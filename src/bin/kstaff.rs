/// KoruStaff CLI - run catalogue queries over an employee roster
///
/// Usage:
///   kstaff list                    - List the catalogue queries
///   kstaff run <query>             - Run one query and print its JSON result
///   kstaff all                     - Run every query
///   kstaff sample                  - Print the built-in roster as JSON
///
/// Global options pick the roster (`--roster`), catalogue parameters
/// (`--config`) and the instant treated as "now" (`--now`).
use anyhow::{Context, Result};
use chrono::NaiveDateTime;
use clap::{Parser, Subcommand};
use colored::*;
use koru_staff::{CatalogueConfig, QueryClock, QueryName, Snapshot, roster};
use serde_json::Value as JsonValue;
use std::path::{Path, PathBuf};
use tracing_subscriber::EnvFilter;

/// KoruStaff - analytical queries over employee records
#[derive(Parser)]
#[command(name = "kstaff")]
#[command(version, about, long_about = None)]
struct Cli {
    /// Roster file (JSON array of employees); defaults to the built-in sample
    #[arg(short, long, global = true)]
    roster: Option<PathBuf>,

    /// Catalogue config file (JSON)
    #[arg(short, long, global = true)]
    config: Option<PathBuf>,

    /// Instant to treat as "now", e.g. 2024-06-15T09:00:00 (default: current time)
    #[arg(long, global = true)]
    now: Option<String>,

    /// Log debug output to stderr
    #[arg(short, long, global = true)]
    verbose: bool,

    #[command(subcommand)]
    command: Commands,
}

#[derive(Subcommand)]
enum Commands {
    /// List the catalogue queries
    List,

    /// Run a single query
    ///
    /// Examples:
    ///   kstaff run highest-paid
    ///   kstaff run headcount-by-department --roster staff.json
    Run {
        /// Query name (see `kstaff list`)
        query: String,

        /// Print compact JSON instead of pretty JSON
        #[arg(long)]
        compact: bool,
    },

    /// Run every query in catalogue order
    All,

    /// Print the built-in sample roster as JSON
    Sample,
}

fn init_tracing(verbose: bool) {
    let default_level = if verbose { "debug" } else { "warn" };
    let filter =
        EnvFilter::try_from_default_env().unwrap_or_else(|_| EnvFilter::new(default_level));
    tracing_subscriber::fmt()
        .with_env_filter(filter)
        .with_writer(std::io::stderr)
        .init();
}

fn parse_clock(now: Option<&str>) -> Result<QueryClock> {
    match now {
        Some(text) => {
            let instant: NaiveDateTime = text
                .parse()
                .with_context(|| format!("Invalid --now timestamp: {}", text))?;
            Ok(QueryClock::at(instant))
        }
        None => Ok(QueryClock::now()),
    }
}

fn load_snapshot(
    roster_path: Option<&Path>,
    config_path: Option<&Path>,
    clock: QueryClock,
) -> Result<Snapshot> {
    let employees = match roster_path {
        Some(path) => roster::load_from_path(path, &clock)
            .with_context(|| format!("Failed to load roster {}", path.display()))?,
        None => roster::sample_roster(&clock).context("Failed to load sample roster")?,
    };

    let config = match config_path {
        Some(path) => CatalogueConfig::load(path)
            .with_context(|| format!("Failed to load config {}", path.display()))?,
        None => CatalogueConfig::default(),
    };

    Ok(Snapshot::new(employees, clock)?.with_config(config))
}

fn render(value: &JsonValue, compact: bool) -> Result<String> {
    let text = if compact {
        serde_json::to_string(value)?
    } else {
        serde_json::to_string_pretty(value)?
    };
    Ok(text)
}

fn main() -> Result<()> {
    let cli = Cli::parse();
    init_tracing(cli.verbose);

    let clock = parse_clock(cli.now.as_deref())?;

    match cli.command {
        Commands::List => {
            for query in QueryName::ALL {
                println!("{:<28} {}", query.as_str().cyan(), query.description());
            }
            Ok(())
        }

        Commands::Sample => {
            let employees = roster::sample_roster(&clock).context("Failed to load sample roster")?;
            println!("{}", roster::to_json_string(&employees)?);
            Ok(())
        }

        Commands::Run { query, compact } => {
            let query: QueryName = query.parse()?;
            let snapshot = load_snapshot(cli.roster.as_deref(), cli.config.as_deref(), clock)?;
            let output = snapshot
                .run(query)
                .with_context(|| format!("Query '{}' failed", query))?;
            println!("{}", render(&output.value, compact)?);
            Ok(())
        }

        Commands::All => {
            let snapshot = load_snapshot(cli.roster.as_deref(), cli.config.as_deref(), clock)?;
            println!(
                "{} {} employees, now = {}",
                "Snapshot:".bold(),
                snapshot.len(),
                snapshot.clock().instant()
            );

            for (index, query) in QueryName::ALL.into_iter().enumerate() {
                println!();
                println!(
                    "{} {} {}",
                    format!("{:>2}.", index + 1).bright_black(),
                    query.as_str().cyan().bold(),
                    format!("- {}", query.description()).bright_black()
                );
                match snapshot.run(query) {
                    Ok(output) => println!("{}", render(&output.value, false)?),
                    Err(e) => println!("  {} {}", "Error".red().bold(), e),
                }
            }
            Ok(())
        }
    }
}
/// The immutable input of a query run.
///
/// A [`Snapshot`] bundles the validated records with the clock captured for
/// the run and the catalogue parameters. It hands out shared references
/// only, so any number of queries can read it at once.
use crate::config::CatalogueConfig;
use crate::error::{StaffError, StaffResult};
use crate::roster;
use crate::types::{Employee, QueryClock};
use std::collections::HashSet;
use tracing::debug;

/// Fixed collection of employees plus the context queries run in.
#[derive(Debug, Clone)]
pub struct Snapshot {
    employees: Vec<Employee>,
    clock: QueryClock,
    config: CatalogueConfig,
}

impl Snapshot {
    /// Build a snapshot, checking that ids are unique and that nobody
    /// starts after the snapshot's clock.
    pub fn new(employees: Vec<Employee>, clock: QueryClock) -> StaffResult<Self> {
        let mut ids = HashSet::with_capacity(employees.len());
        if let Some(dup) = employees.iter().find(|e| !ids.insert(e.id())) {
            return Err(StaffError::DuplicateId(dup.id()));
        }
        if let Some(late) = employees
            .iter()
            .find(|e| e.start_date() > clock.instant())
        {
            return Err(StaffError::InvalidRecord {
                id: late.id(),
                reason: format!(
                    "start date {} is after the snapshot clock {}",
                    late.start_date(),
                    clock.instant()
                ),
            });
        }

        debug!(
            "Snapshot of {} employees taken at {}",
            employees.len(),
            clock.instant()
        );
        Ok(Self {
            employees,
            clock,
            config: CatalogueConfig::default(),
        })
    }

    /// Snapshot of the built-in demonstration roster.
    pub fn sample(clock: QueryClock) -> StaffResult<Self> {
        Self::new(roster::sample_roster(&clock)?, clock)
    }

    /// Replace the catalogue parameters.
    pub fn with_config(mut self, config: CatalogueConfig) -> Self {
        self.config = config;
        self
    }

    /// All records, in roster order.
    pub fn employees(&self) -> &[Employee] {
        &self.employees
    }

    /// The clock captured for this run.
    pub fn clock(&self) -> &QueryClock {
        &self.clock
    }

    pub fn config(&self) -> &CatalogueConfig {
        &self.config
    }

    pub fn len(&self) -> usize {
        self.employees.len()
    }

    pub fn is_empty(&self) -> bool {
        self.employees.is_empty()
    }
}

EXERCISE BRIEF> Go through the material line by line. Show each line that contains the string "index".

ANSWER BOX>
            for (index, query) in QueryName::ALL.into_iter().enumerate() {
                    format!("{:>2}.", index + 1).bright_black(),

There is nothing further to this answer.